Disclaimer In an effort to expedite the publication of articles, AJHP is posting manuscripts online as soon as possible after acceptance. Accepted manuscripts have been peer-reviewed and copyedited, but are posted online before technical formatting and author proofing. These manuscripts are not the final version of record and will be replaced with the final article (formatted per AJHP style and proofed by the authors) at a later time. Purpose Prior to the 2020 release of a joint consensus guideline on monitoring of vancomycin therapy for serious methicillin-resistant Staphylococcus aureus (MRSA) infections, clinicians had escalated vancomycin doses for 2 decades while targeting trough concentrations of 15 to 20 µg/mL, leading to an increased frequency of nephrotoxicity.
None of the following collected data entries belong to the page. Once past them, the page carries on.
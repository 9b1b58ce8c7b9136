use validator::ValidationError;

use crate::error::AppError;

pub const MAX_NAME_CHARS: usize = 100;

/// Field rule for `#[validate(custom(...))]` on category names.
pub fn validate_category_name(name: &str) -> Result<(), ValidationError> {
    let trimmed = name.trim();
    if trimmed.is_empty() {
        let mut error = ValidationError::new("blank");
        error.message = Some("Category name is required".into());
        return Err(error);
    }

    if trimmed.chars().count() > MAX_NAME_CHARS {
        let mut error = ValidationError::new("too_long");
        error.message = Some("Category name is too long (max 100 characters)".into());
        return Err(error);
    }

    Ok(())
}

pub struct UpdateCategoryChanges {
    pub name: bool,
    pub sla_hours: bool,
    pub other_fields_present: bool,
}

pub fn validate_update_category(changes: &UpdateCategoryChanges) -> Result<(), AppError> {
    if !changes.name && !changes.sla_hours && !changes.other_fields_present {
        return Err(AppError::validation("No update data provided"));
    }
    Ok(())
}
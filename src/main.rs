use axum::{
    Server,
    http::{HeaderValue, Method, header},
    middleware::from_fn,
};
use grievance_backend::{
    AppState, config::Config, db, error::AppError, init_tracing,
    middleware::request_tracking_middleware, routes,
};
use std::net::SocketAddr;
use std::sync::Arc;
use tower_http::cors::{AllowOrigin, Any, CorsLayer};

#[tokio::main]
async fn main() {
    if let Err(e) = run().await {
        eprintln!("grievance_backend failed: {}", e);
        std::process::exit(1);
    }
}

async fn run() -> Result<(), AppError> {
    let config = Config::from_env()?;
    init_tracing(&config);

    let pool = db::build_pool(&config.database())?;
    let redis = redis::Client::open(config.redis_url.as_str())?;

    let addr: SocketAddr = config
        .server_address()
        .parse()
        .map_err(|e| AppError::Config(format!("Invalid server address: {}", e)))?;
    let cors = cors_layer(&config.cors_origins)?;

    let state = Arc::new(AppState::new(pool, redis, config));

    let app = routes::create_router(state)
        .layer(cors)
        .layer(from_fn(request_tracking_middleware));

    tracing::info!(%addr, "Server listening");
    Server::bind(&addr)
        .serve(app.into_make_service())
        .with_graceful_shutdown(shutdown_signal())
        .await
        .map_err(|e| AppError::internal(format!("Server error: {}", e)))?;

    tracing::info!("Server stopped");
    Ok(())
}

fn cors_layer(origins: &[String]) -> Result<CorsLayer, AppError> {
    let layer = CorsLayer::new()
        .allow_methods([
            Method::GET,
            Method::POST,
            Method::PUT,
            Method::DELETE,
            Method::OPTIONS,
        ])
        .allow_headers([header::AUTHORIZATION, header::CONTENT_TYPE]);

    if origins.is_empty() || origins.iter().any(|o| o == "*") {
        return Ok(layer.allow_origin(Any));
    }

    let parsed = origins
        .iter()
        .map(|origin| {
            HeaderValue::from_str(origin)
                .map_err(|_| AppError::Config(format!("Invalid CORS origin: {}", origin)))
        })
        .collect::<Result<Vec<_>, _>>()?;
    Ok(layer.allow_origin(AllowOrigin::list(parsed)))
}

async fn shutdown_signal() {
    if let Err(e) = tokio::signal::ctrl_c().await {
        tracing::error!(error = %e, "Failed to listen for shutdown signal");
    }
}
pub mod audit_logs;
pub mod categories;
pub mod comments;
pub mod drafts;
pub mod issues;
pub mod notifications;
pub mod status_history;
pub mod users;
pub mod votes;

pub use audit_logs::AuditLogRepo;
pub use categories::CategoryRepo;
pub use comments::CommentRepo;
pub use drafts::DraftRepo;
pub use issues::IssueRepo;
pub use notifications::NotificationRepo;
pub use status_history::StatusHistoryRepo;
pub use users::UserRepo;
pub use votes::VoteRepo;

/// Escapes LIKE metacharacters and wraps the term for a substring match.
pub fn like_pattern(term: &str) -> String {
    let mut escaped = String::with_capacity(term.len() + 2);
    escaped.push('%');
    for c in term.chars() {
        if matches!(c, '%' | '_' | '\\') {
            escaped.push('\\');
        }
        escaped.push(c);
    }
    escaped.push('%');
    escaped
}

#[cfg(test)]
mod tests {
    use super::like_pattern;

    #[test]
    fn like_pattern_escapes_wildcards() {
        assert_eq!(like_pattern("pothole"), "%pothole%");
        assert_eq!(like_pattern("50%_off"), "%50\\%\\_off%");
        assert_eq!(like_pattern("a\\b"), "%a\\\\b%");
    }
}
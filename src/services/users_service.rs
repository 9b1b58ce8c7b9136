use diesel::prelude::*;
use serde_json::json;
use uuid::Uuid;

use crate::{
    db::enums::UserRole,
    db::models::api::error_codes,
    db::models::user::{NewUser, User},
    db::repositories::UserRepo,
    error::AppError,
    middleware::auth::Claims,
    services::audit_service::AuditService,
    services::context::RequestContext,
};

pub struct UsersService;

impl UsersService {
    /// Loads the caller, creating a citizen row the first time a token is seen.
    pub fn provision(conn: &mut PgConnection, claims: &Claims) -> Result<User, AppError> {
        if let Some(user) = UserRepo::find_by_id(conn, claims.sub)? {
            return Ok(user);
        }

        let name = claims
            .name
            .as_deref()
            .map(str::trim)
            .filter(|n| !n.is_empty())
            .map(str::to_string)
            .unwrap_or_else(|| display_name_from_email(&claims.email));

        let user = UserRepo::insert_if_absent(
            conn,
            &NewUser {
                id: claims.sub,
                email: claims.email.clone(),
                name,
                role: UserRole::Citizen,
            },
        )?;

        tracing::info!(user_id = %user.id, "Provisioned user from token claims");
        Ok(user)
    }

    pub fn list_staff(conn: &mut PgConnection, ctx: &RequestContext) -> Result<Vec<User>, AppError> {
        ctx.require_staff()?;
        Ok(UserRepo::list_active_by_roles(
            conn,
            &[UserRole::Officer, UserRole::Admin],
        )?)
    }

    pub fn change_role(
        conn: &mut PgConnection,
        ctx: &RequestContext,
        user_id: Uuid,
        new_role: UserRole,
    ) -> Result<User, AppError> {
        ctx.require_admin()?;

        if user_id == ctx.user_id && new_role != UserRole::Admin {
            return Err(AppError::validation_with_code(
                "Admins cannot demote themselves",
                error_codes::USER_SELF_DEMOTION,
            ));
        }

        conn.transaction::<_, AppError, _>(|conn| {
            let existing =
                UserRepo::find_by_id(conn, user_id)?.ok_or_else(|| AppError::not_found("user"))?;
            if existing.role == new_role {
                return Ok(existing);
            }

            let updated = UserRepo::update_role(conn, user_id, new_role)?;
            AuditService::record(
                conn,
                Some(ctx.user_id),
                "user.role_changed",
                "user",
                user_id,
                json!({ "from": existing.role, "to": new_role }),
            )?;
            tracing::info!(user_id = %user_id, from = %existing.role, to = %new_role, "User role changed");
            Ok(updated)
        })
    }
}

/// `jane.doe@city.gov` becomes `jane.doe`.
pub fn display_name_from_email(email: &str) -> String {
    email
        .split('@')
        .next()
        .filter(|local| !local.is_empty())
        .unwrap_or("resident")
        .to_string()
}

#[cfg(test)]
mod tests {
    use super::*;

    #[test]
    fn display_name_falls_back_to_local_part() {
        assert_eq!(display_name_from_email("jane.doe@city.gov"), "jane.doe");
        assert_eq!(display_name_from_email("@city.gov"), "resident");
        assert_eq!(display_name_from_email("plain"), "plain");
    }
}
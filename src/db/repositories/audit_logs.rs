use diesel::prelude::*;
use uuid::Uuid;

use crate::db::models::api::PageRequest;
use crate::db::models::audit_log::{AuditLog, NewAuditLog};

#[derive(Debug, Clone, Default)]
pub struct AuditLogFilters {
    pub entity_type: Option<String>,
    pub entity_id: Option<Uuid>,
    pub actor_id: Option<Uuid>,
}

pub struct AuditLogRepo;

impl AuditLogRepo {
    pub fn insert(conn: &mut PgConnection, entry: &NewAuditLog) -> Result<usize, diesel::result::Error> {
        diesel::insert_into(crate::schema::audit_logs::table)
            .values(entry)
            .execute(conn)
    }

    pub fn list(
        conn: &mut PgConnection,
        filters: &AuditLogFilters,
        page: &PageRequest,
    ) -> Result<(Vec<AuditLog>, i64), diesel::result::Error> {
        use crate::schema::audit_logs::dsl as a;

        let base = || {
            let mut query = a::audit_logs.into_boxed::<diesel::pg::Pg>();
            if let Some(kind) = filters.entity_type.clone() {
                query = query.filter(a::entity_type.eq(kind));
            }
            if let Some(target) = filters.entity_id {
                query = query.filter(a::entity_id.eq(target));
            }
            if let Some(actor) = filters.actor_id {
                query = query.filter(a::actor_id.eq(actor));
            }
            query
        };

        let total: i64 = base().count().get_result(conn)?;
        let rows = base()
            .order((a::created_at.desc(), a::id.asc()))
            .limit(page.per_page)
            .offset(page.offset())
            .select(AuditLog::as_select())
            .load(conn)?;
        Ok((rows, total))
    }
}
use crate::error::AppError;

pub const MAX_COMMENT_LEN: usize = 2000;

/// Returns the trimmed body when it is acceptable.
pub fn validate_comment_body(body: &str) -> Result<String, AppError> {
    let trimmed = body.trim();
    if trimmed.is_empty() {
        return Err(AppError::validation("Comment body is required"));
    }

    if trimmed.chars().count() > MAX_COMMENT_LEN {
        return Err(AppError::validation(
            "Comment body is too long (max 2000 characters)",
        ));
    }

    Ok(trimmed.to_string())
}

#[cfg(test)]
mod tests {
    use super::*;

    #[test]
    fn test_comment_body_validation() {
        assert_eq!(validate_comment_body("  fixed yet?  ").unwrap(), "fixed yet?");
        assert!(validate_comment_body("").is_err());
        assert!(validate_comment_body("   ").is_err());
        assert!(validate_comment_body(&"a".repeat(2001)).is_err());
        assert!(validate_comment_body(&"a".repeat(2000)).is_ok());
    }
}
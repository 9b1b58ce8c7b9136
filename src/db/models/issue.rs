use crate::db::enums::{IssuePriority, IssueStatus};
use chrono::{DateTime, Utc};
use diesel::prelude::*;
use serde::{Deserialize, Serialize};
use uuid::Uuid;

#[derive(Queryable, Selectable, Identifiable, Serialize, Deserialize, Clone, Debug)]
#[diesel(table_name = crate::schema::issues)]
#[diesel(check_for_backend(diesel::pg::Pg))]
pub struct Issue {
    pub id: Uuid,
    pub reporter_id: Uuid,
    pub category_id: Uuid,
    pub assignee_id: Option<Uuid>,
    pub title: String,
    pub description: String,
    pub latitude: f64,
    pub longitude: f64,
    pub address: Option<String>,
    pub photo_urls: Vec<String>,
    pub status: IssueStatus,
    pub priority: IssuePriority,
    pub vote_count: i32,
    pub sla_due_at: Option<DateTime<Utc>>,
    pub escalation_level: i32,
    pub escalated_at: Option<DateTime<Utc>>,
    pub resolved_at: Option<DateTime<Utc>>,
    pub created_at: DateTime<Utc>,
    pub updated_at: DateTime<Utc>,
}

#[derive(Insertable)]
#[diesel(table_name = crate::schema::issues)]
pub struct NewIssue {
    pub reporter_id: Uuid,
    pub category_id: Uuid,
    pub assignee_id: Option<Uuid>,
    pub title: String,
    pub description: String,
    pub latitude: f64,
    pub longitude: f64,
    pub address: Option<String>,
    pub photo_urls: Vec<String>,
    pub status: IssueStatus,
    pub priority: IssuePriority,
    pub sla_due_at: Option<DateTime<Utc>>,
    pub created_at: DateTime<Utc>,
    pub updated_at: DateTime<Utc>,
}

#[derive(AsChangeset, Default)]
#[diesel(table_name = crate::schema::issues)]
pub struct IssueChanges {
    pub title: Option<String>,
    pub description: Option<String>,
    pub address: Option<Option<String>>,
    pub photo_urls: Option<Vec<String>>,
    pub category_id: Option<Uuid>,
    pub priority: Option<IssuePriority>,
    pub updated_at: Option<DateTime<Utc>>,
}

impl IssueChanges {
    pub fn is_empty(&self) -> bool {
        self.title.is_none()
            && self.description.is_none()
            && self.address.is_none()
            && self.photo_urls.is_none()
            && self.category_id.is_none()
            && self.priority.is_none()
    }
}

/// Issue as seen by one particular caller.
#[derive(Serialize, Debug)]
pub struct IssueDetail {
    #[serde(flatten)]
    pub issue: Issue,
    pub category_name: String,
    pub has_voted: bool,
    pub comment_count: i64,
    pub is_overdue: bool,
}

/// One column of the officer board.
#[derive(Serialize, Debug)]
pub struct BoardColumn {
    pub status: IssueStatus,
    pub count: usize,
    pub issues: Vec<Issue>,
}
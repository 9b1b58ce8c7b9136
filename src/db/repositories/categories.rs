use diesel::prelude::*;
use uuid::Uuid;

use crate::db::models::category::{Category, CategoryChanges, NewCategory};

pub struct CategoryRepo;

impl CategoryRepo {
    pub fn find_by_id(
        conn: &mut PgConnection,
        category_id: Uuid,
    ) -> Result<Option<Category>, diesel::result::Error> {
        use crate::schema::categories::dsl as c;
        c::categories
            .filter(c::id.eq(category_id))
            .select(Category::as_select())
            .first(conn)
            .optional()
    }

    pub fn exists_by_name(
        conn: &mut PgConnection,
        category_name: &str,
        excluding: Option<Uuid>,
    ) -> Result<bool, diesel::result::Error> {
        use crate::schema::categories::dsl as c;
        let mut query = c::categories
            .filter(c::name.eq(category_name))
            .into_boxed::<diesel::pg::Pg>();
        if let Some(skip_id) = excluding {
            query = query.filter(c::id.ne(skip_id));
        }
        diesel::select(diesel::dsl::exists(query)).get_result(conn)
    }

    pub fn list(
        conn: &mut PgConnection,
        include_inactive: bool,
    ) -> Result<Vec<Category>, diesel::result::Error> {
        use crate::schema::categories::dsl as c;
        let mut query = c::categories.into_boxed();
        if !include_inactive {
            query = query.filter(c::is_active.eq(true));
        }
        query
            .order(c::name.asc())
            .select(Category::as_select())
            .load(conn)
    }

    pub fn insert(
        conn: &mut PgConnection,
        new_category: &NewCategory,
    ) -> Result<Category, diesel::result::Error> {
        diesel::insert_into(crate::schema::categories::table)
            .values(new_category)
            .returning(Category::as_returning())
            .get_result(conn)
    }

    pub fn update(
        conn: &mut PgConnection,
        category_id: Uuid,
        changes: &CategoryChanges,
    ) -> Result<Category, diesel::result::Error> {
        use crate::schema::categories::dsl as c;
        diesel::update(c::categories.filter(c::id.eq(category_id)))
            .set(changes)
            .returning(Category::as_returning())
            .get_result(conn)
    }
}
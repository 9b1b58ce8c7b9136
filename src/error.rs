use crate::db::models::api::{ApiResponse, ErrorDetail};
use axum::{Json, http::StatusCode, response::IntoResponse};
use diesel::result::{DatabaseErrorKind, Error as DieselError};
use thiserror::Error;

#[derive(Error, Debug)]
pub enum AppError {
    #[error("Database error: {0}")]
    Database(#[from] DieselError),

    #[error("Pool error: {0}")]
    Pool(#[from] r2d2::Error),

    #[error("Redis error: {0}")]
    Redis(#[from] redis::RedisError),

    #[error("Authentication error: {message}")]
    Auth { message: String },

    #[error("Forbidden: {message}")]
    Forbidden { message: String },

    #[error("Bad request: {message}")]
    BadRequest { message: String },

    #[error("Validation error: {message}")]
    Validation {
        message: String,
        code: Option<&'static str>,
    },

    #[error("Validation failed for {} field(s)", .0.len())]
    InvalidFields(Vec<ErrorDetail>),

    #[error("Not found: {resource}")]
    NotFound { resource: String },

    #[error("Conflict: {message}")]
    Conflict {
        message: String,
        field: Option<String>,
        code: Option<String>,
    },

    #[error("Configuration error: {0}")]
    Config(String),

    #[error("JWT error: {0}")]
    Jwt(#[from] jsonwebtoken::errors::Error),

    #[error("Internal server error: {0}")]
    Internal(String),
}

impl IntoResponse for AppError {
    fn into_response(self) -> axum::response::Response {
        let (status, response) = match self {
            AppError::Database(DieselError::NotFound) => (
                StatusCode::NOT_FOUND,
                ApiResponse::<()>::not_found("Resource not found"),
            ),
            AppError::Database(DieselError::DatabaseError(
                DatabaseErrorKind::UniqueViolation,
                ref info,
            )) => {
                tracing::warn!("Unique violation: {}", info.message());
                (
                    StatusCode::CONFLICT,
                    ApiResponse::<()>::conflict(
                        "Resource already exists",
                        info.column_name().map(str::to_string),
                        "DUPLICATE",
                    ),
                )
            }
            AppError::Database(ref e) => {
                tracing::error!("Database error: {}", e);
                (
                    StatusCode::INTERNAL_SERVER_ERROR,
                    ApiResponse::<()>::internal_error("Database error"),
                )
            }
            AppError::Pool(ref e) => {
                tracing::error!("Connection pool error: {}", e);
                (
                    StatusCode::INTERNAL_SERVER_ERROR,
                    ApiResponse::<()>::internal_error("Connection error"),
                )
            }
            AppError::Redis(ref e) => {
                tracing::error!("Redis error: {}", e);
                (
                    StatusCode::INTERNAL_SERVER_ERROR,
                    ApiResponse::<()>::internal_error("Cache error"),
                )
            }
            AppError::Auth { ref message } => (
                StatusCode::UNAUTHORIZED,
                ApiResponse::<()>::unauthorized(message),
            ),
            AppError::Forbidden { ref message } => (
                StatusCode::FORBIDDEN,
                ApiResponse::<()>::forbidden(message),
            ),
            AppError::BadRequest { ref message } => (
                StatusCode::BAD_REQUEST,
                ApiResponse::<()>::bad_request(message),
            ),
            AppError::Validation { ref message, code } => (
                StatusCode::UNPROCESSABLE_ENTITY,
                ApiResponse::<()>::unprocessable(message, code.unwrap_or("VALIDATION_ERROR")),
            ),
            AppError::InvalidFields(errors) => (
                StatusCode::UNPROCESSABLE_ENTITY,
                ApiResponse::<()>::validation_error(errors),
            ),
            AppError::NotFound { ref resource } => (
                StatusCode::NOT_FOUND,
                ApiResponse::<()>::not_found(&format!("{} not found", resource)),
            ),
            AppError::Conflict {
                ref message,
                ref field,
                ref code,
            } => (
                StatusCode::CONFLICT,
                ApiResponse::<()>::conflict(message, field.clone(), code.as_deref().unwrap_or("")),
            ),
            AppError::Config(ref e) => {
                tracing::error!("Configuration error: {}", e);
                (
                    StatusCode::INTERNAL_SERVER_ERROR,
                    ApiResponse::<()>::internal_error("Configuration error"),
                )
            }
            AppError::Jwt(ref e) => {
                tracing::debug!("JWT rejected: {}", e);
                (
                    StatusCode::UNAUTHORIZED,
                    ApiResponse::<()>::unauthorized("Invalid token"),
                )
            }
            AppError::Internal(ref message) => {
                tracing::error!("Internal error: {}", message);
                (
                    StatusCode::INTERNAL_SERVER_ERROR,
                    ApiResponse::<()>::internal_error("Internal server error"),
                )
            }
        };

        (status, Json(response)).into_response()
    }
}

pub type AppResult<T> = Result<T, AppError>;

impl AppError {
    pub fn auth(message: impl Into<String>) -> Self {
        Self::Auth {
            message: message.into(),
        }
    }

    pub fn forbidden(message: impl Into<String>) -> Self {
        Self::Forbidden {
            message: message.into(),
        }
    }

    pub fn bad_request(message: impl Into<String>) -> Self {
        Self::BadRequest {
            message: message.into(),
        }
    }

    pub fn validation(message: impl Into<String>) -> Self {
        Self::Validation {
            message: message.into(),
            code: None,
        }
    }

    pub fn validation_with_code(message: impl Into<String>, code: &'static str) -> Self {
        Self::Validation {
            message: message.into(),
            code: Some(code),
        }
    }

    pub fn not_found(resource: impl Into<String>) -> Self {
        Self::NotFound {
            resource: resource.into(),
        }
    }

    pub fn conflict_with_code(
        message: impl Into<String>,
        field: Option<String>,
        code: impl Into<String>,
    ) -> Self {
        Self::Conflict {
            message: message.into(),
            field,
            code: Some(code.into()),
        }
    }

    pub fn internal(message: impl Into<String>) -> Self {
        Self::Internal(message.into())
    }

    /// Machine-readable code carried by business-rule failures.
    pub fn code(&self) -> Option<&str> {
        match self {
            AppError::Validation { code, .. } => *code,
            AppError::Conflict { code, .. } => code.as_deref(),
            _ => None,
        }
    }
}

#[cfg(test)]
mod tests {
    use super::*;

    #[test]
    fn status_codes_follow_error_kind() {
        let cases = vec![
            (AppError::auth("no token"), StatusCode::UNAUTHORIZED),
            (AppError::forbidden("staff only"), StatusCode::FORBIDDEN),
            (AppError::bad_request("bad json"), StatusCode::BAD_REQUEST),
            (AppError::validation("too long"), StatusCode::UNPROCESSABLE_ENTITY),
            (AppError::not_found("issue"), StatusCode::NOT_FOUND),
            (
                AppError::conflict_with_code("exists", None, "CATEGORY_EXISTS"),
                StatusCode::CONFLICT,
            ),
            (AppError::internal("boom"), StatusCode::INTERNAL_SERVER_ERROR),
            (
                AppError::Database(DieselError::NotFound),
                StatusCode::NOT_FOUND,
            ),
        ];

        for (err, expected) in cases {
            assert_eq!(err.into_response().status(), expected);
        }
    }

    #[test]
    fn validation_code_is_exposed() {
        let err = AppError::validation_with_code("nope", "ISSUE_INVALID_TRANSITION");
        assert_eq!(err.code(), Some("ISSUE_INVALID_TRANSITION"));
        assert_eq!(AppError::validation("plain").code(), None);
    }
}
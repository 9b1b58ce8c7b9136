pub mod category;
pub mod comment;
pub mod draft;
pub mod issue;

use axum::{
    Json, async_trait,
    extract::{
        FromRequest, FromRequestParts, Path, Query,
        rejection::{JsonRejection, PathRejection, QueryRejection},
    },
    http::{Request, request::Parts},
};
use serde::de::DeserializeOwned;
use validator::{Validate, ValidationErrors};

use crate::{db::models::api::ErrorDetail, error::AppError};

/// JSON extractor that runs `validator` rules before the handler sees the body.
pub struct ValidatedJson<T>(pub T);

#[async_trait]
impl<T, S, B> FromRequest<S, B> for ValidatedJson<T>
where
    T: DeserializeOwned + Validate,
    S: Send + Sync,
    B: Send + 'static,
    Json<T>: FromRequest<S, B, Rejection = JsonRejection>,
{
    type Rejection = AppError;

    async fn from_request(req: Request<B>, state: &S) -> Result<Self, Self::Rejection> {
        let Json(value) = Json::<T>::from_request(req, state)
            .await
            .map_err(|rejection| AppError::bad_request(rejection.body_text()))?;

        validate_dto(&value)?;
        Ok(ValidatedJson(value))
    }
}

/// Query-string extractor whose rejection uses the standard error envelope.
pub struct QueryParams<T>(pub T);

#[async_trait]
impl<T, S> FromRequestParts<S> for QueryParams<T>
where
    T: DeserializeOwned,
    S: Send + Sync,
{
    type Rejection = AppError;

    async fn from_request_parts(parts: &mut Parts, state: &S) -> Result<Self, Self::Rejection> {
        let Query(value) = Query::<T>::from_request_parts(parts, state)
            .await
            .map_err(|rejection: QueryRejection| AppError::bad_request(rejection.body_text()))?;
        Ok(QueryParams(value))
    }
}

/// Path extractor; a malformed id becomes a 400 in the standard envelope.
pub struct PathParam<T>(pub T);

#[async_trait]
impl<T, S> FromRequestParts<S> for PathParam<T>
where
    T: DeserializeOwned + Send,
    S: Send + Sync,
{
    type Rejection = AppError;

    async fn from_request_parts(parts: &mut Parts, state: &S) -> Result<Self, Self::Rejection> {
        let Path(value) = Path::<T>::from_request_parts(parts, state)
            .await
            .map_err(|rejection: PathRejection| AppError::bad_request(rejection.body_text()))?;
        Ok(PathParam(value))
    }
}

/// Runs derive-based validation and flattens failures into field errors.
pub fn validate_dto<T: Validate>(value: &T) -> Result<(), AppError> {
    value
        .validate()
        .map_err(|errors| AppError::InvalidFields(error_details(&errors)))
}

pub fn error_details(errors: &ValidationErrors) -> Vec<ErrorDetail> {
    let mut details: Vec<ErrorDetail> = errors
        .field_errors()
        .iter()
        .flat_map(|(field, field_errors)| {
            field_errors.iter().map(move |error| ErrorDetail {
                field: Some(field.to_string()),
                code: error.code.to_string(),
                message: error
                    .message
                    .as_ref()
                    .map(|m| m.to_string())
                    .unwrap_or_else(|| format!("Validation failed for field: {}", field)),
            })
        })
        .collect();
    details.sort_by(|a, b| a.field.cmp(&b.field));
    details
}

/// Reusable field rules for `#[validate(custom(...))]`.
pub mod rules {
    use validator::ValidationError;

    pub const MAX_PHOTOS: usize = 5;
    pub const MAX_URL_LEN: usize = 2048;

    fn with_message(code: &'static str, message: &'static str) -> ValidationError {
        let mut error = ValidationError::new(code);
        error.message = Some(message.into());
        error
    }

    pub fn validate_not_blank(value: &str) -> Result<(), ValidationError> {
        if value.trim().is_empty() {
            return Err(with_message("blank", "Must not be blank"));
        }
        Ok(())
    }

    pub fn validate_photo_urls(urls: &[String]) -> Result<(), ValidationError> {
        if urls.len() > MAX_PHOTOS {
            return Err(with_message("too_many_photos", "At most 5 photos can be attached"));
        }

        for url in urls {
            let is_web = url.starts_with("https://") || url.starts_with("http://");
            if !is_web || url.len() > MAX_URL_LEN || url.chars().any(char::is_whitespace) {
                return Err(with_message(
                    "invalid_photo_url",
                    "Photo URLs must be absolute http(s) URLs",
                ));
            }
        }

        Ok(())
    }
}
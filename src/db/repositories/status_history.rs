use diesel::prelude::*;
use uuid::Uuid;

use crate::db::models::status_history::{NewStatusHistory, StatusHistory};

pub struct StatusHistoryRepo;

impl StatusHistoryRepo {
    pub fn append(
        conn: &mut PgConnection,
        entry: &NewStatusHistory,
    ) -> Result<StatusHistory, diesel::result::Error> {
        diesel::insert_into(crate::schema::status_history::table)
            .values(entry)
            .returning(StatusHistory::as_returning())
            .get_result(conn)
    }

    pub fn list_by_issue(
        conn: &mut PgConnection,
        target_issue_id: Uuid,
    ) -> Result<Vec<StatusHistory>, diesel::result::Error> {
        use crate::schema::status_history::dsl as h;
        h::status_history
            .filter(h::issue_id.eq(target_issue_id))
            .order((h::created_at.asc(), h::id.asc()))
            .select(StatusHistory::as_select())
            .load(conn)
    }
}
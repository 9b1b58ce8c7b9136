use chrono::{DateTime, Utc};
use diesel::prelude::*;
use serde::Serialize;
use uuid::Uuid;

#[derive(Queryable, Selectable, Serialize, Clone, Debug)]
#[diesel(table_name = crate::schema::votes)]
#[diesel(check_for_backend(diesel::pg::Pg))]
pub struct Vote {
    pub issue_id: Uuid,
    pub user_id: Uuid,
    pub created_at: DateTime<Utc>,
}

#[derive(Insertable)]
#[diesel(table_name = crate::schema::votes)]
pub struct NewVote {
    pub issue_id: Uuid,
    pub user_id: Uuid,
}

#[derive(Serialize, Debug, PartialEq)]
pub struct VoteResult {
    pub voted: bool,
    pub vote_count: i32,
}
For MRSA infections, the 2020 guideline recommends adjusting doses to achieve a 24-hour area under the concentration-time curve (AUC) of 400 to 600 µg · h/mL; however, monitoring of trough concentrations has been entrenched for 3 decades. Calculating dose regimens based on AUC will require obtaining an increased number of vancomycin serum concentrations and, possibly, advanced software. The aim of this investigation was to determine the relationship between AUC and trough concentration and the influence of dosing regimen on goal achievement. Methods The relationship between trough concentration and AUC was explored through derivation of an equation based on a 1-compartment model and simulations. Results 24-hour AUC is related to dosing interval divided by half-life in a nonlinear fashion. The target trough concentration can be individualized to achieve a desired AUC range, and limiting use of large doses (>15-20 mg/kg) can protect against excessive 24-hour AUC with trough-only monitoring. Conclusion After initially determining pharmacokinetic parameters, subsequent monitoring of AUC can be accomplished using trough concentrations only. Trough concentration may be used as a surrogate for AUC, although the acceptable target trough concentration will vary depending on dosing interval and elimination rate constant. This work included development of an AUC-trough equation to establish a patient-specific target for steady-state trough concentration.